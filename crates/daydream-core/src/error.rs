//! Error types for the Daydream client.

use serde::{Deserialize, Serialize};
use thiserror::Error;

/// A shared error type for the entire Daydream client.
///
/// Variants follow the failure taxonomy of a chat turn: transport failures
/// (connection, body read), protocol failures (unexpected payload shape),
/// persistence failures and caller-initiated cancellation.
#[derive(Error, Debug, Clone, PartialEq, Eq, Serialize, Deserialize)]
pub enum DaydreamError {
    /// Connection refused, DNS failure, mid-stream read failure, idle timeout
    #[error("Transport error: {0}")]
    Transport(String),

    /// Non-success HTTP status returned by the backend
    #[error("HTTP {status}: {message}")]
    Http { status: u16, message: String },

    /// Backend answered but the payload did not have the expected shape
    #[error("Protocol error: {0}")]
    Protocol(String),

    /// Backend reported an application-level error (`{ "error": ... }`)
    #[error("Backend error: {0}")]
    Backend(String),

    /// Serialization/deserialization error
    #[error("Serialization error: {format} - {message}")]
    Serialization {
        format: String, // "TOML", "JSON"
        message: String,
    },

    /// IO error (file system operations)
    #[error("IO error: {message}")]
    Io { message: String },

    /// Configuration error
    #[error("Configuration error: {0}")]
    Config(String),

    /// History load/save error
    #[error("Persistence error: {0}")]
    Persistence(String),

    /// The caller aborted the operation. Not a failure.
    #[error("Cancelled")]
    Cancelled,

    /// Internal error (should not happen in normal operation)
    #[error("Internal error: {0}")]
    Internal(String),
}

impl DaydreamError {
    // ============================================================================
    // Constructor helpers
    // ============================================================================

    /// Creates a Transport error
    pub fn transport(message: impl Into<String>) -> Self {
        Self::Transport(message.into())
    }

    /// Creates an Http error
    pub fn http(status: u16, message: impl Into<String>) -> Self {
        Self::Http {
            status,
            message: message.into(),
        }
    }

    /// Creates a Protocol error
    pub fn protocol(message: impl Into<String>) -> Self {
        Self::Protocol(message.into())
    }

    /// Creates a Backend error
    pub fn backend(message: impl Into<String>) -> Self {
        Self::Backend(message.into())
    }

    /// Creates an IO error
    pub fn io(message: impl Into<String>) -> Self {
        Self::Io {
            message: message.into(),
        }
    }

    /// Creates a Config error
    pub fn config(message: impl Into<String>) -> Self {
        Self::Config(message.into())
    }

    /// Creates a Persistence error
    pub fn persistence(message: impl Into<String>) -> Self {
        Self::Persistence(message.into())
    }

    /// Creates an Internal error
    pub fn internal(message: impl Into<String>) -> Self {
        Self::Internal(message.into())
    }

    // ============================================================================
    // Type checking methods
    // ============================================================================

    /// Check if this is a transport-level failure (including HTTP status errors)
    pub fn is_transport(&self) -> bool {
        matches!(self, Self::Transport(_) | Self::Http { .. })
    }

    /// Check if this error was caused by the caller aborting
    pub fn is_cancelled(&self) -> bool {
        matches!(self, Self::Cancelled)
    }

    /// Check if this is a persistence error
    pub fn is_persistence(&self) -> bool {
        matches!(self, Self::Persistence(_))
    }

    /// Returns the HTTP status code if this is an `Http` error.
    pub fn status(&self) -> Option<u16> {
        match self {
            Self::Http { status, .. } => Some(*status),
            _ => None,
        }
    }
}

// ============================================================================
// From implementations for automatic conversion
// ============================================================================

impl From<std::io::Error> for DaydreamError {
    fn from(err: std::io::Error) -> Self {
        Self::Io {
            message: format!("{} (kind: {:?})", err, err.kind()),
        }
    }
}

impl From<serde_json::Error> for DaydreamError {
    fn from(err: serde_json::Error) -> Self {
        Self::Serialization {
            format: "JSON".to_string(),
            message: err.to_string(),
        }
    }
}

impl From<toml::de::Error> for DaydreamError {
    fn from(err: toml::de::Error) -> Self {
        Self::Serialization {
            format: "TOML".to_string(),
            message: err.to_string(),
        }
    }
}

impl From<String> for DaydreamError {
    fn from(err: String) -> Self {
        Self::Internal(err)
    }
}

/// A type alias for `Result<T, DaydreamError>`.
pub type Result<T> = std::result::Result<T, DaydreamError>;

#[cfg(test)]
mod tests {
    use super::*;

    #[test]
    fn test_http_error_display() {
        let err = DaydreamError::http(502, "bad gateway");
        assert_eq!(err.to_string(), "HTTP 502: bad gateway");
        assert_eq!(err.status(), Some(502));
        assert!(err.is_transport());
    }

    #[test]
    fn test_cancelled_is_not_transport() {
        let err = DaydreamError::Cancelled;
        assert!(err.is_cancelled());
        assert!(!err.is_transport());
    }

    #[test]
    fn test_from_json_error() {
        let parse_err = serde_json::from_str::<serde_json::Value>("{").unwrap_err();
        let err: DaydreamError = parse_err.into();
        assert!(matches!(
            err,
            DaydreamError::Serialization { ref format, .. } if format == "JSON"
        ));
    }
}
------------
* _Problem requirements_
Print all the records precisely.

* _Answer to this exercise_
filename crates/daydream-core/src/error.rs
//! Error types for the Daydream client.

use serde::{Deserialize, Serialize};
use thiserror::Error;

/// A shared error type for the entire Daydream client.
///
/// Variants follow the failure taxonomy of a chat turn: transport failures
/// (connection, body read), protocol failures (unexpected payload shape),
/// persistence failures and caller-initiated cancellation.
#[derive(Error, Debug, Clone, PartialEq, Eq, Serialize, Deserialize)]
pub enum DaydreamError {
    /// Connection refused, DNS failure, mid-stream read failure, idle timeout
    #[error("Transport error: {0}")]
    Transport(String),

    /// Non-success HTTP status returned by the backend
    #[error("HTTP {status}: {message}")]
    Http { status: u16, message: String },

    /// Backend answered but the payload did not have the expected shape
    #[error("Protocol error: {0}")]
    Protocol(String),

    /// Backend reported an application-level error (`{ "error": ... }`)
    #[error("Backend error: {0}")]
    Backend(String),

    /// Serialization/deserialization error
    #[error("Serialization error: {format} - {message}")]
    Serialization {
        format: String, // "TOML", "JSON"
        message: String,
    },

    /// IO error (file system operations)
    #[error("IO error: {message}")]
    Io { message: String },

    /// Configuration error
    #[error("Configuration error: {0}")]
    Config(String),

    /// History load/save error
    #[error("Persistence error: {0}")]
    Persistence(String),

    /// The caller aborted the operation. Not a failure.
    #[error("Cancelled")]
    Cancelled,

    /// Internal error (should not happen in normal operation)
    #[error("Internal error: {0}")]
    Internal(String),
}

impl DaydreamError {
    // ============================================================================
    // Constructor helpers
    // ============================================================================

    /// Creates a Transport error
    pub fn transport(message: impl Into<String>) -> Self {
        Self::Transport(message.into())
    }

    /// Creates an Http error
    pub fn http(status: u16, message: impl Into<String>) -> Self {
        Self::Http {
            status,
            message: message.into(),
        }
    }

    /// Creates a Protocol error
    pub fn protocol(message: impl Into<String>) -> Self {
        Self::Protocol(message.into())
    }

    /// Creates a Backend error
    pub fn backend(message: impl Into<String>) -> Self {
        Self::Backend(message.into())
    }

    /// Creates an IO error
    pub fn io(message: impl Into<String>) -> Self {
        Self::Io {
            message: message.into(),
        }
    }

    /// Creates a Config error
    pub fn config(message: impl Into<String>) -> Self {
        Self::Config(message.into())
    }

    /// Creates a Persistence error
    pub fn persistence(message: impl Into<String>) -> Self {
        Self::Persistence(message.into())
    }

    /// Creates an Internal error
    pub fn internal(message: impl Into<String>) -> Self {
        Self::Internal(message.into())
    }

    // ============================================================================
    // Type checking methods
    // ============================================================================

    /// Check if this is a transport-level failure (including HTTP status errors)
    pub fn is_transport(&self) -> bool {
        matches!(self, Self::Transport(_) | Self::Http { .. })
    }

    /// Check if this error was caused by the caller aborting
    pub fn is_cancelled(&self) -> bool {
        matches!(self, Self::Cancelled)
    }

    /// Check if this is a persistence error
    pub fn is_persistence(&self) -> bool {
        matches!(self, Self::Persistence(_))
    }

    /// Returns the HTTP status code if this is an `Http` error.
    pub fn status(&self) -> Option<u16> {
        match self {
            Self::Http { status, .. } => Some(*status),
            _ => None,
        }
    }
}

// ============================================================================
// From implementations for automatic conversion
// ============================================================================

impl From<std::io::Error> for DaydreamError {
    fn from(err: std::io::Error) -> Self {
        Self::Io {
            message: format!("{} (kind: {:?})", err, err.kind()),
        }
    }
}

impl From<serde_json::Error> for DaydreamError {
    fn from(err: serde_json::Error) -> Self {
        Self::Serialization {
            format: "JSON".to_string(),
            message: err.to_string(),
        }
    }
}

impl From<toml::de::Error> for DaydreamError {
    fn from(err: toml::de::Error) -> Self {
        Self::Serialization {
            format: "TOML".to_string(),
            message: err.to_string(),
        }
    }
}

impl From<String> for DaydreamError {
    fn from(err: String) -> Self {
        Self::Internal(err)
    }
}

/// A type alias for `Result<T, DaydreamError>`.
pub type Result<T> = std::result::Result<T, DaydreamError>;

#[cfg(test)]
mod tests {
    use super::*;

    #[test]
    fn test_http_error_display() {
        let err = DaydreamError::http(502, "bad gateway");
        assert_eq!(err.to_string(), "HTTP 502: bad gateway");
        assert_eq!(err.status(), Some(502));
        assert!(err.is_transport());
    }

    #[test]
    fn test_cancelled_is_not_transport() {
        let err = DaydreamError::Cancelled;
        assert!(err.is_cancelled());
        assert!(!err.is_transport());
    }

    #[test]
    fn test_from_json_error() {
        let parse_err = serde_json::from_str::<serde_json::Value>("{").unwrap_err();
        let err: DaydreamError = parse_err.into();
        assert!(matches!(
            err,
            DaydreamError::Serialization { ref format, .. } if format == "JSON"
        ));
    }
}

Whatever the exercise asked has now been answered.